In the first six months of 2023, investment (including venture capital, private equity and merger and acquisition activity) totaled $478.8 CAD ($353.7 million USD) across 57 deals. That’s down from the $1.48 billion CAD ($1.09 billion USD) invested across 87 deals in the second half of 2022, and $1.15 billion CAD ($834.1 million USD) invested across 109 deals in the first half of 2022, according to data compiled by PitchBook for KPMG in Canada.
This analysis fits with PitchBook figures shared earlier with BetaKit at the Collision Conference in Toronto recently. As the economy deteriorated, non-traditional investors pulled back from the venture capital (VC) space and the initial public offering (IPO) market cooled, PitchBook reported in late June.
The latest available PitchBook data on the Canadian market, shared with BetaKit, indicates that the VC investment deal count in Canadian tech companies has fallen steadily since the second quarter of 2022.

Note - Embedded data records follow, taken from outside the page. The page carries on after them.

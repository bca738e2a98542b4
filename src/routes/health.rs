//! Health check endpoints for liveness and readiness probes.

use axum::{extract::State, Json};
use serde::Serialize;

use crate::errors::{ApiResponse, Tag};
use crate::AppState;

/// Readiness probe detail.
#[derive(Debug, Serialize)]
pub struct HealthStatus {
    pub status: String,
    pub database: String,
}

/// Liveness probe — always returns OK if the process is running.
pub async fn live() -> &'static str {
    "OK"
}

/// Readiness probe — checks database connectivity.
pub async fn ready(State(state): State<AppState>) -> Json<ApiResponse<HealthStatus>> {
    let db_status = match sqlx::query("SELECT 1").execute(&state.db).await {
        Ok(_) => "connected".to_string(),
        Err(e) => {
            tracing::warn!(error = %e, "Database health check failed");
            format!("error: {e}")
        }
    };

    ApiResponse::success(
        Tag::Anonymous,
        "Health checked",
        HealthStatus {
            status: "ok".to_string(),
            database: db_status,
        },
    )
}
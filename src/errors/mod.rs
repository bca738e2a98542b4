//! Unified error handling with the tagged API response envelope.

use axum::{
    http::StatusCode,
    response::{IntoResponse, Response},
    Json,
};
use serde::Serialize;

/// Origin tag carried by every envelope, for logging and correlation only.
/// `Root` marks administrative surfaces, `Anonymous` public ones.
#[derive(Debug, Clone, Copy, PartialEq, Eq, Serialize)]
pub enum Tag {
    Root,
    Anonymous,
}

/// Consistent JSON envelope for all API responses.
#[derive(Debug, Serialize)]
pub struct ApiResponse<T: Serialize> {
    pub tag: Tag,
    pub message: String,
    pub data: Option<T>,
}

impl<T: Serialize> ApiResponse<T> {
    /// Wrap a successful result in the envelope.
    pub fn success(tag: Tag, message: &str, data: T) -> Json<Self> {
        Json(Self {
            tag,
            message: message.to_string(),
            data: Some(data),
        })
    }

    /// Success with no data payload (mutation acknowledgements).
    pub fn message(tag: Tag, message: &str) -> Json<Self> {
        Json(Self {
            tag,
            message: message.to_string(),
            data: None,
        })
    }
}

/// What went wrong, mapped onto an HTTP status code.
#[derive(Debug, thiserror::Error)]
pub enum ErrorKind {
    #[error("{0}")]
    NotFound(String),

    #[error("{0}")]
    Validation(String),

    #[error("{0}")]
    BadRequest(String),

    #[error("{0}")]
    Forbidden(String),

    #[error("{0}")]
    Conflict(String),

    #[error("{0}")]
    Database(#[from] sqlx::Error),

    #[error("{0}")]
    Internal(String),
}

/// Application error: an [`ErrorKind`] plus the surface tag it surfaced on.
///
/// `?` on a `sqlx::Error` produces a `Root`-tagged error; public handlers
/// re-tag with [`AppError::tagged`].
#[derive(Debug)]
pub struct AppError {
    pub kind: ErrorKind,
    pub tag: Tag,
}

impl AppError {
    pub fn not_found(message: impl Into<String>) -> Self {
        ErrorKind::NotFound(message.into()).into()
    }

    pub fn validation(message: impl Into<String>) -> Self {
        ErrorKind::Validation(message.into()).into()
    }

    pub fn bad_request(message: impl Into<String>) -> Self {
        ErrorKind::BadRequest(message.into()).into()
    }

    pub fn forbidden(message: impl Into<String>) -> Self {
        ErrorKind::Forbidden(message.into()).into()
    }

    pub fn conflict(message: impl Into<String>) -> Self {
        ErrorKind::Conflict(message.into()).into()
    }

    pub fn internal(message: impl Into<String>) -> Self {
        ErrorKind::Internal(message.into()).into()
    }

    /// Override the origin tag (public surfaces).
    pub fn tagged(mut self, tag: Tag) -> Self {
        self.tag = tag;
        self
    }

    pub fn is_not_found(&self) -> bool {
        matches!(self.kind, ErrorKind::NotFound(_))
    }
}

impl std::fmt::Display for AppError {
    fn fmt(&self, f: &mut std::fmt::Formatter<'_>) -> std::fmt::Result {
        self.kind.fmt(f)
    }
}

impl From<ErrorKind> for AppError {
    fn from(kind: ErrorKind) -> Self {
        Self {
            kind,
            tag: Tag::Root,
        }
    }
}

impl From<sqlx::Error> for AppError {
    fn from(err: sqlx::Error) -> Self {
        ErrorKind::Database(err).into()
    }
}

impl From<validator::ValidationErrors> for AppError {
    fn from(errors: validator::ValidationErrors) -> Self {
        ErrorKind::Validation(errors.to_string()).into()
    }
}

impl IntoResponse for AppError {
    fn into_response(self) -> Response {
        let status = match &self.kind {
            ErrorKind::NotFound(_) => StatusCode::NOT_FOUND,
            ErrorKind::Validation(_) | ErrorKind::BadRequest(_) => StatusCode::BAD_REQUEST,
            ErrorKind::Forbidden(_) => StatusCode::FORBIDDEN,
            ErrorKind::Conflict(_) => StatusCode::CONFLICT,
            ErrorKind::Database(_) | ErrorKind::Internal(_) => StatusCode::INTERNAL_SERVER_ERROR,
        };

        if status == StatusCode::INTERNAL_SERVER_ERROR {
            tracing::error!(tag = ?self.tag, error = %self.kind, "Request failed");
        }

        // Store failures pass the underlying message through verbatim.
        let body = ApiResponse::<()> {
            tag: self.tag,
            message: self.kind.to_string(),
            data: None,
        };

        (status, Json(body)).into_response()
    }
}

#[cfg(test)]
mod tests {
    use super::*;

    #[test]
    fn api_response_success() {
        let response = ApiResponse::success(Tag::Root, "Post loaded", "hello");
        let json = serde_json::to_value(&response.0).unwrap();
        assert_eq!(json["tag"], "Root");
        assert_eq!(json["message"], "Post loaded");
        assert_eq!(json["data"], "hello");
    }

    #[test]
    fn api_response_message_has_null_data() {
        let response = ApiResponse::<()>::message(Tag::Anonymous, "Post liked");
        let json = serde_json::to_value(&response.0).unwrap();
        assert_eq!(json["tag"], "Anonymous");
        assert!(json["data"].is_null());
    }

    #[test]
    fn app_error_defaults_to_root_tag() {
        let err = AppError::not_found("Post not found");
        assert_eq!(err.tag, Tag::Root);
        assert!(err.is_not_found());
    }

    #[test]
    fn app_error_retag() {
        let err = AppError::not_found("Post not found").tagged(Tag::Anonymous);
        assert_eq!(err.tag, Tag::Anonymous);
    }

    #[test]
    fn sqlx_error_passes_message_through() {
        let err: AppError = sqlx::Error::RowNotFound.into();
        assert!(matches!(err.kind, ErrorKind::Database(_)));
        assert_eq!(err.to_string(), sqlx::Error::RowNotFound.to_string());
    }
}
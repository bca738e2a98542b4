//! Route definitions for the Atrium API.

pub mod banners;
pub mod categories;
pub mod events;
pub mod health;
pub mod posts;

use axum::routing::{get, post, put};
use axum::{Json, Router};
use serde::{Deserialize, Serialize};
use validator::Validate;

use crate::errors::{ApiResponse, AppError, Tag};
use crate::models::pagination::{ListParams, ListPayload, Listed};
use crate::AppState;

/// Assemble the full application router.
pub fn router(state: AppState) -> Router {
    Router::new()
        .route("/health/live", get(health::live))
        .route("/health/ready", get(health::ready))
        // Posts
        .route("/root/posts", get(posts::root_list))
        .route("/root/search/posts", get(posts::root_search))
        .route("/root/post", get(posts::root_get).delete(posts::root_delete))
        .route("/public/posts", get(posts::public_list))
        .route("/public/search/posts", get(posts::public_search))
        .route("/public/posts/via/category", get(posts::public_list_by_category))
        .route("/public/post/stripped", get(posts::public_get_by_stripped))
        .route("/public/post/like", post(posts::public_like))
        .route("/root/post/add", post(posts::root_add))
        .route("/root/post/update", put(posts::root_update))
        .route("/root/post/update/alt/text", put(posts::root_update_alt_text))
        .route("/root/post/update/details", put(posts::root_update_details))
        .route("/root/post/image", put(posts::root_update_image))
        .route("/root/post/toggle/status", put(posts::root_toggle_status))
        // Categories
        .route("/root/categories", get(categories::root_list))
        .route("/root/search/categories", get(categories::root_search))
        .route(
            "/root/category",
            get(categories::root_get).delete(categories::root_delete),
        )
        .route("/public/categories", get(categories::public_list))
        .route("/public/search/categories", get(categories::public_search))
        .route("/public/category/stripped", get(categories::public_get_by_stripped))
        .route("/root/category/add", post(categories::root_add))
        .route("/root/category/update", put(categories::root_update))
        .route("/root/category/image", put(categories::root_update_image))
        .route("/root/category/toggle/status", put(categories::root_toggle_status))
        // Events
        .route("/root/events", get(events::root_list))
        .route("/root/search/events", get(events::root_search))
        .route("/root/event", get(events::root_get).delete(events::root_delete))
        .route("/public/events", get(events::public_list))
        .route("/public/events/via/type", get(events::public_list_by_type))
        .route("/public/search/events", get(events::public_search))
        .route("/public/event/stripped", get(events::public_get_by_stripped))
        .route("/root/event/add", post(events::root_add))
        .route("/root/event/update/name", put(events::root_update_name))
        .route("/root/event/update/type", put(events::root_update_type))
        .route("/root/event/update/location", put(events::root_update_location))
        .route("/root/event/update/duration", put(events::root_update_duration))
        .route(
            "/root/event/update/description",
            put(events::root_update_description),
        )
        .route("/root/event/image", put(events::root_update_image))
        .route("/root/event/toggle/status", put(events::root_toggle_status))
        // Banners
        .route("/root/banners", get(banners::root_list))
        .route("/root/banner", get(banners::root_get).delete(banners::root_delete))
        .route("/public/banners", get(banners::public_list))
        .route("/root/banner/add", post(banners::root_add))
        .route("/root/banner/update", put(banners::root_update))
        .route("/root/banner/image", put(banners::root_update_image))
        .route("/root/banner/toggle/status", put(banners::root_toggle_status))
        .with_state(state)
}

/// Shape a listing result: the page object with a "loaded" message, or the
/// empty-sequence payload with the "not found" message. Both are successes.
pub(crate) fn respond_list<T: Serialize>(
    tag: Tag,
    loaded: &str,
    empty: &str,
    listed: Listed<T>,
) -> Json<ApiResponse<ListPayload<T>>> {
    if listed.is_empty() {
        ApiResponse::success(tag, empty, ListPayload::Empty([]))
    } else {
        ApiResponse::success(tag, loaded, ListPayload::from(listed))
    }
}

/// Query/body payload for search endpoints: the search term rides next to
/// the usual listing parameters.
#[derive(Debug, Clone, Default, Deserialize, Validate)]
pub struct SearchRequest {
    #[validate(length(min = 2, max = 500, message = "Invalid length (2 - 500) characters"))]
    pub search: Option<String>,
    #[serde(flatten)]
    pub params: ListParams,
}

impl SearchRequest {
    /// Merge query and body (query preferred), validate, and yield the
    /// term plus listing parameters.
    pub fn resolve(query: Self, body: Option<Self>) -> Result<(String, ListParams), AppError> {
        let body = body.unwrap_or_default();
        let merged = Self {
            search: query.search.filter(|s| !s.is_empty()).or(body.search),
            params: ListParams::merged(query.params, Some(body.params)),
        };
        merged.validate()?;
        let search = merged
            .search
            .ok_or_else(|| AppError::validation("Search is required"))?;
        Ok((search, merged.params))
    }
}

/// Single-entity reference accepted from query or body.
#[derive(Debug, Clone, Default, Deserialize)]
pub struct UniqueIdRequest {
    pub unique_id: Option<String>,
}

impl UniqueIdRequest {
    pub fn resolve(query: Self, body: Option<Self>) -> Result<String, AppError> {
        query
            .unique_id
            .filter(|s| !s.is_empty())
            .or(body.and_then(|b| b.unique_id).filter(|s| !s.is_empty()))
            .ok_or_else(|| AppError::validation("Unique Id is required"))
    }
}

/// Pull a required, non-empty string field out of an optional query value.
pub(crate) fn require_field(value: Option<String>, message: &str) -> Result<String, AppError> {
    value
        .filter(|s| !s.is_empty())
        .ok_or_else(|| AppError::validation(message))
}

#[cfg(test)]
mod tests {
    use super::*;

    #[test]
    fn search_resolve_prefers_query_term() {
        let query = SearchRequest {
            search: Some("gala".into()),
            params: ListParams::default(),
        };
        let body = SearchRequest {
            search: Some("other".into()),
            params: ListParams {
                page: Some(2),
                ..ListParams::default()
            },
        };
        let (term, params) = SearchRequest::resolve(query, Some(body)).unwrap();
        assert_eq!(term, "gala");
        assert_eq!(params.page, Some(2));
    }

    #[test]
    fn search_resolve_requires_a_term() {
        let err = SearchRequest::resolve(SearchRequest::default(), None).unwrap_err();
        assert_eq!(err.to_string(), "Search is required");
    }

    #[test]
    fn search_resolve_enforces_length() {
        let query = SearchRequest {
            search: Some("a".into()),
            params: ListParams::default(),
        };
        assert!(SearchRequest::resolve(query, None).is_err());
    }

    #[test]
    fn unique_id_resolve_falls_back_to_body() {
        let resolved = UniqueIdRequest::resolve(
            UniqueIdRequest { unique_id: Some(String::new()) },
            Some(UniqueIdRequest {
                unique_id: Some("abc".into()),
            }),
        )
        .unwrap();
        assert_eq!(resolved, "abc");
    }

    #[test]
    fn respond_list_picks_message_by_emptiness() {
        let empty: Listed<i32> = Listed {
            count: 0,
            rows: vec![],
            pages: Some(0),
        };
        let response = respond_list(Tag::Root, "loaded", "not found", empty);
        let json = serde_json::to_value(&response.0).unwrap();
        assert_eq!(json["message"], "not found");
        assert_eq!(json["data"], serde_json::json!([]));

        let full = Listed {
            count: 1,
            rows: vec![7],
            pages: Some(1),
        };
        let response = respond_list(Tag::Anonymous, "loaded", "not found", full);
        let json = serde_json::to_value(&response.0).unwrap();
        assert_eq!(json["message"], "loaded");
        assert_eq!(json["data"]["count"], 1);
    }
}
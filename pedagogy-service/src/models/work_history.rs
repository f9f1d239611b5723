//! Work history model.
//!
//! One row per generation. Evaluation jobs move through the status machine
//! below; synchronous generations are written directly as `completed`.

use chrono::{DateTime, Utc};
use serde::{Deserialize, Serialize};
use uuid::Uuid;

/// Module name recorded for evaluation jobs.
pub const EVALUATION_MODULE: &str = "GenerarEvaluacion";

/// Lifecycle of a work record.
#[derive(Debug, Clone, Copy, PartialEq, Eq, Hash, Serialize, Deserialize)]
#[serde(rename_all = "lowercase")]
pub enum JobStatus {
    Pending,
    Processing,
    Completed,
    Error,
}

impl JobStatus {
    /// Get string representation for database.
    pub fn as_str(&self) -> &'static str {
        match self {
            Self::Pending => "pending",
            Self::Processing => "processing",
            Self::Completed => "completed",
            Self::Error => "error",
        }
    }

    pub fn is_terminal(&self) -> bool {
        matches!(self, Self::Completed | Self::Error)
    }

    /// Statuses only move forward: pending, then processing, then a terminal state.
    pub fn can_transition_to(&self, next: JobStatus) -> bool {
        matches!(
            (self, next),
            (Self::Pending, Self::Processing)
                | (Self::Pending, Self::Completed)
                | (Self::Pending, Self::Error)
                | (Self::Processing, Self::Completed)
                | (Self::Processing, Self::Error)
        )
    }

    /// Statuses a record may be in before moving to `next`.
    pub fn predecessors(next: JobStatus) -> &'static [JobStatus] {
        match next {
            Self::Pending => &[],
            Self::Processing => &[Self::Pending],
            Self::Completed | Self::Error => &[Self::Pending, Self::Processing],
        }
    }
}

impl std::fmt::Display for JobStatus {
    fn fmt(&self, f: &mut std::fmt::Formatter<'_>) -> std::fmt::Result {
        write!(f, "{}", self.as_str())
    }
}

impl std::str::FromStr for JobStatus {
    type Err = String;

    fn from_str(s: &str) -> Result<Self, Self::Err> {
        match s {
            "pending" => Ok(Self::Pending),
            "processing" => Ok(Self::Processing),
            "completed" => Ok(Self::Completed),
            "error" => Ok(Self::Error),
            other => Err(format!("unknown job status '{}'", other)),
        }
    }
}

/// A row of `user_work_history`.
#[derive(Debug, Clone, Serialize, Deserialize)]
pub struct WorkRecord {
    pub id: Uuid,
    pub job_id: String,
    pub user_id: String,
    pub module_name: String,
    pub status: JobStatus,
    pub input_data: serde_json::Value,
    pub output_data: Option<serde_json::Value>,
    pub error_message: Option<String>,
    pub created_at: DateTime<Utc>,
    pub started_at: Option<DateTime<Utc>>,
    pub completed_at: Option<DateTime<Utc>>,
    pub updated_at: DateTime<Utc>,
}

impl WorkRecord {
    /// Generated text stored under `output_data.result`.
    pub fn result_text(&self) -> Option<&str> {
        self.output_data
            .as_ref()
            .and_then(|o| o.get("result"))
            .and_then(|r| r.as_str())
    }

    /// Processing time in milliseconds, when the worker recorded one.
    pub fn processing_time_ms(&self) -> Option<i64> {
        self.output_data
            .as_ref()
            .and_then(|o| o.get("processing_time"))
            .and_then(|t| t.as_i64())
    }

    /// A string field of the original request payload.
    pub fn input_str(&self, key: &str) -> Option<&str> {
        self.input_data.get(key).and_then(|v| v.as_str())
    }
}

/// Input for creating a work record.
#[derive(Debug, Clone)]
pub struct NewWorkRecord {
    pub job_id: String,
    pub user_id: String,
    pub module_name: String,
    pub status: JobStatus,
    pub input_data: serde_json::Value,
    pub output_data: Option<serde_json::Value>,
}

impl NewWorkRecord {
    /// A job waiting for a worker.
    pub fn pending(
        job_id: impl Into<String>,
        user_id: impl Into<String>,
        module_name: impl Into<String>,
        input_data: serde_json::Value,
    ) -> Self {
        Self {
            job_id: job_id.into(),
            user_id: user_id.into(),
            module_name: module_name.into(),
            status: JobStatus::Pending,
            input_data,
            output_data: None,
        }
    }

    /// A synchronous generation that already finished.
    pub fn completed(
        module_name: impl Into<String>,
        user_id: impl Into<String>,
        input_data: serde_json::Value,
        output_data: serde_json::Value,
    ) -> Self {
        let module_name = module_name.into();
        Self {
            job_id: format!("{}_{}", module_name, Uuid::new_v4()),
            user_id: user_id.into(),
            module_name,
            status: JobStatus::Completed,
            input_data,
            output_data: Some(output_data),
        }
    }
}
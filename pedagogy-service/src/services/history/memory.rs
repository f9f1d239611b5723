use super::{HistoryError, StatusUpdate, WorkHistoryStore};
use crate::models::{JobStatus, NewWorkRecord, WorkRecord};
use async_trait::async_trait;
use chrono::Utc;
use tokio::sync::RwLock;
use uuid::Uuid;

/// Process-local store for development and tests. Records are kept in
/// insertion order.
#[derive(Default)]
pub struct InMemoryWorkHistory {
    records: RwLock<Vec<WorkRecord>>,
}

impl InMemoryWorkHistory {
    pub fn new() -> Self {
        Self::default()
    }
}

#[async_trait]
impl WorkHistoryStore for InMemoryWorkHistory {
    async fn insert(&self, record: NewWorkRecord) -> Result<WorkRecord, HistoryError> {
        let mut records = self.records.write().await;
        if records.iter().any(|r| r.job_id == record.job_id) {
            return Err(HistoryError::Duplicate(record.job_id));
        }

        let now = Utc::now();
        let terminal = record.status.is_terminal();
        let stored = WorkRecord {
            id: Uuid::new_v4(),
            job_id: record.job_id,
            user_id: record.user_id,
            module_name: record.module_name,
            status: record.status,
            input_data: record.input_data,
            output_data: record.output_data,
            error_message: None,
            created_at: now,
            started_at: None,
            completed_at: terminal.then_some(now),
            updated_at: now,
        };
        records.push(stored.clone());
        Ok(stored)
    }

    async fn find_by_job_id(&self, job_id: &str) -> Result<Option<WorkRecord>, HistoryError> {
        let records = self.records.read().await;
        Ok(records.iter().find(|r| r.job_id == job_id).cloned())
    }

    async fn transition(
        &self,
        job_id: &str,
        update: StatusUpdate,
    ) -> Result<WorkRecord, HistoryError> {
        let mut records = self.records.write().await;
        let record = records
            .iter_mut()
            .find(|r| r.job_id == job_id)
            .ok_or_else(|| HistoryError::NotFound(job_id.to_string()))?;

        let target = update.target();
        if !record.status.can_transition_to(target) {
            return Err(HistoryError::InvalidTransition {
                job_id: job_id.to_string(),
                from: record.status,
                to: target,
            });
        }

        let now = Utc::now();
        match update {
            StatusUpdate::Processing => record.started_at = Some(now),
            StatusUpdate::Completed { output } => {
                record.output_data = Some(output);
                record.completed_at = Some(now);
            }
            StatusUpdate::Error { message } => {
                record.error_message = Some(message);
                record.completed_at = Some(now);
            }
        }
        record.status = target;
        record.updated_at = now;

        Ok(record.clone())
    }

    async fn list_for_user(
        &self,
        user_id: &str,
        limit: i64,
    ) -> Result<Vec<WorkRecord>, HistoryError> {
        let records = self.records.read().await;
        Ok(records
            .iter()
            .rev()
            .filter(|r| r.user_id == user_id)
            .take(limit.max(0) as usize)
            .cloned()
            .collect())
    }

    async fn health_check(&self) -> Result<(), HistoryError> {
        Ok(())
    }
}
use pedagogy_service::config::PedagogyConfig;
use pedagogy_service::startup::Application;
use service_core::observability::init_tracing;
use tokio::signal;

async fn shutdown_signal() {
    let ctrl_c = async {
        if let Err(e) = signal::ctrl_c().await {
            tracing::error!(error = %e, "Failed to install Ctrl+C handler");
            std::future::pending::<()>().await;
        }
    };

    #[cfg(unix)]
    let terminate = async {
        match signal::unix::signal(signal::unix::SignalKind::terminate()) {
            Ok(mut sigterm) => {
                sigterm.recv().await;
            }
            Err(e) => {
                tracing::error!(error = %e, "Failed to install SIGTERM handler");
                std::future::pending::<()>().await;
            }
        }
    };

    #[cfg(not(unix))]
    let terminate = std::future::pending::<()>();

    tokio::select! {
        _ = ctrl_c => {},
        _ = terminate => {},
    }

    tracing::info!("Shutdown signal received");
}

#[tokio::main]
async fn main() -> std::io::Result<()> {
    let config = PedagogyConfig::load().map_err(|e| {
        eprintln!("Failed to load configuration: {}", e);
        std::io::Error::other(format!("Configuration error: {}", e))
    })?;

    init_tracing(
        &config.service_name,
        &config.log_level,
        config.otlp_endpoint.as_deref(),
    );

    tracing::info!(
        version = env!("CARGO_PKG_VERSION"),
        environment = %config.common.environment,
        port = config.common.port,
        provider = ?config.genai.provider,
        model = %config.genai.text_model,
        persistent_history = config.database.is_some(),
        worker_enabled = config.worker.enabled,
        worker_count = config.worker.worker_count,
        "Starting pedagogy-service"
    );

    let app = Application::build(config).await.map_err(|e| {
        tracing::error!(error = %e, "Failed to build application");
        std::io::Error::other(format!("Application build error: {}", e))
    })?;

    let shutdown = app.shutdown_token();
    tokio::spawn(async move {
        shutdown_signal().await;
        tracing::info!("Graceful shutdown initiated");
        shutdown.cancel();
    });

    app.run_until_stopped().await.map_err(|e| {
        tracing::error!(error = %e, "Application error");
        e
    })?;

    tracing::info!("Service shutdown complete");
    Ok(())
}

Despite the slowdown, there have still been some major Canadian funding rounds this year. Per PitchBook, the biggest have been Svante, Cohere, Peak Power, Hostaway, Blockstream, LayerZero Labs, Abdera Therapeutics, Jobber, Kepler Communications, and Eavor.
According to Rush, the downward trend will likely continue for the rest of the year. However, pockets of activity will be seen in blockchain, artificial intelligence, and machine learning.
“There are a lot of financial services companies that rely significantly on technology and are looking to adopt more emerging technologies such as generative AI, so that should bode well for the FInTech space in the near- to long-term,” he added.
Venture capital (VC) firms didn’t fare much better. They invested $352.3 million CAD ($260.1 million USD) into Canadian fintechs the first six months of 2023 (across 47 deals), down nearly four-fold from the last six months of 2022, when $1.3 million CAD ($989 million USD) was invested (across 65 deals), and the first half of 2022 when $1.09 million CAD ($805.7 million USD) was invested (across 95 deals).
The majority of deals were early-stage and seed-round investments, followed by late-stage funding rounds. There were no initial public offerings in the first half of the year, continuing the drought from last year, KPMG noted.
Georges Pigeon, a partner in KPMG in Canada’s deal advisory practice, says the early and seed-round activity suggests that investors are interested in funding young, innovative companies at reasonable valuations – a positive sign for the health and growth of Canada’s FinTech ecosystem.
A case in point of the sluggishness in the FinTech space came when Nuvei released its earnings report in early August. The Globe and Mail reported that “Not only were Nuvei’s quarterly earnings lower than expectations, with adjusted earnings 15 per cent lower than analyst estimates, but the company trimmed its revenue outlook for the second half of the fiscal year and also lowered its medium-term sales guidance to 15 per cent to 20 per cent annually, down from more than 20 per cent annually.”